KEKUATAN HUKUM DAN TANGGUNG JAWAB NOTARISTERHADAP AKTA WAARMEKING

Abstract

Waarmerking is a private deed that has previously been made and signed by the parties because the deed was made by the parties themselves without the intervention of a Notary. A deed must have legal force and certainty of date, so that to have certainty of date the parties must register the private deed at the Notary's office, namely by making the date of registration of the private deed in a special book provided by the Notary. The reality is that currently the implementation of private letters registered by a notary has many problems, many people misunderstand, private letters registered by a notary do not have a clear legal basis. Apart from that, there are also weaknesses in private letters that are registered with a Notary, where the Notary does not know the contents of the private letter and the letter is not intended to commit a particular crime.
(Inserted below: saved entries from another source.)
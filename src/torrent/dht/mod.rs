//! DHT (BEP 5)
//!
//! A single-threaded DHT node: routing table, KRPC codec, outgoing
//! dispatcher, incoming receiver and background maintenance. The
//! [`DhtInteractionTask`] drives all of it and shares its socket with the
//! UDP tracker client.

pub mod connection;
pub mod dispatcher;
pub mod interaction;
pub mod message;
pub mod node;
pub mod receiver;
pub mod routing;
pub mod task_queue;
pub mod tracker;

use std::cell::RefCell;
use std::rc::Rc;
use std::time::Duration;

use tracing::info;

pub use connection::{DhtConnection, UdpDhtConnection};
pub use dispatcher::DhtMessageDispatcher;
pub use interaction::{classify_datagram, DatagramKind, DhtInteractionTask};
pub use message::{DhtMessage, DhtMessageBody, DhtQuery, DhtResponse};
pub use node::{DhtNode, NodeId};
pub use receiver::{DhtMessageReceiver, PeerAnnounceStorage};
pub use routing::RoutingTable;
pub use task_queue::{BootstrapTask, BucketRefreshTask, DhtTask, DhtTaskQueue};
pub use tracker::{DhtCallback, DhtMessageTracker};

use crate::engine::EngineContext;
use crate::error::Result;
use crate::torrent::udp_tracker::UdpTrackerClient;

/// Bind the configured DHT port and build the interaction task
pub fn setup(cx: &mut EngineContext) -> Result<DhtInteractionTask> {
    let connection = UdpDhtConnection::bind(cx.config().torrent.dht_listen_port)?;
    if let Some(addr) = connection.local_addr() {
        info!("DHT listening on {}", addr);
    }
    setup_with_connection(cx, Box::new(connection))
}

/// Build the interaction task over an existing transport
pub fn setup_with_connection(
    cx: &mut EngineContext,
    mut connection: Box<dyn DhtConnection>,
) -> Result<DhtInteractionTask> {
    let now = cx.now();
    let config = cx.config().torrent.clone();

    let our_id = NodeId::generate();
    let routing = Rc::new(RefCell::new(RoutingTable::new(our_id, now)));
    let tracker = Rc::new(RefCell::new(DhtMessageTracker::new()));
    let dispatcher = Rc::new(RefCell::new(DhtMessageDispatcher::new(
        our_id,
        tracker.clone(),
        Duration::from_secs(config.dht_message_timeout_secs),
    )));
    let receiver = DhtMessageReceiver::new(routing.clone(), tracker, dispatcher.clone(), now);

    let mut task_queue = DhtTaskQueue::new(routing, dispatcher.clone());
    task_queue.add_task(DhtTask::Bootstrap(BootstrapTask::new(
        config.dht_bootstrap_nodes.clone(),
    )));
    task_queue.add_task(DhtTask::BucketRefresh(BucketRefreshTask::new(
        Duration::from_secs(config.dht_bucket_refresh_secs),
        now,
    )));

    let udp_tracker = Rc::new(RefCell::new(UdpTrackerClient::from_config(&config)));
    cx.udp_tracker = Some(udp_tracker.clone());

    let cuid = cx.new_cuid();
    connection.register(cx.reactor_mut(), cuid)?;
    info!("DHT node {} ready", our_id);

    Ok(DhtInteractionTask::new(
        cuid,
        connection,
        receiver,
        dispatcher,
        task_queue,
        udp_tracker,
    ))
}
The notary only has the authority to register the letter without seeing or asking for clear information regarding the contents of the letter. This research uses normative legal research methods. Data sources come from laws and various literature such as books related to research. The research results show that the Notary's responsibility for the waarmerking deed is only limited to providing certainty of the date, namely the date of registration of the private deed in a special book. Meanwhile, regarding the legal strength of the waarmerking deed, it can provide evidentiary strength in court trials because the deed provides certainty for the judge regarding the date, identity and signature of the parties concerned.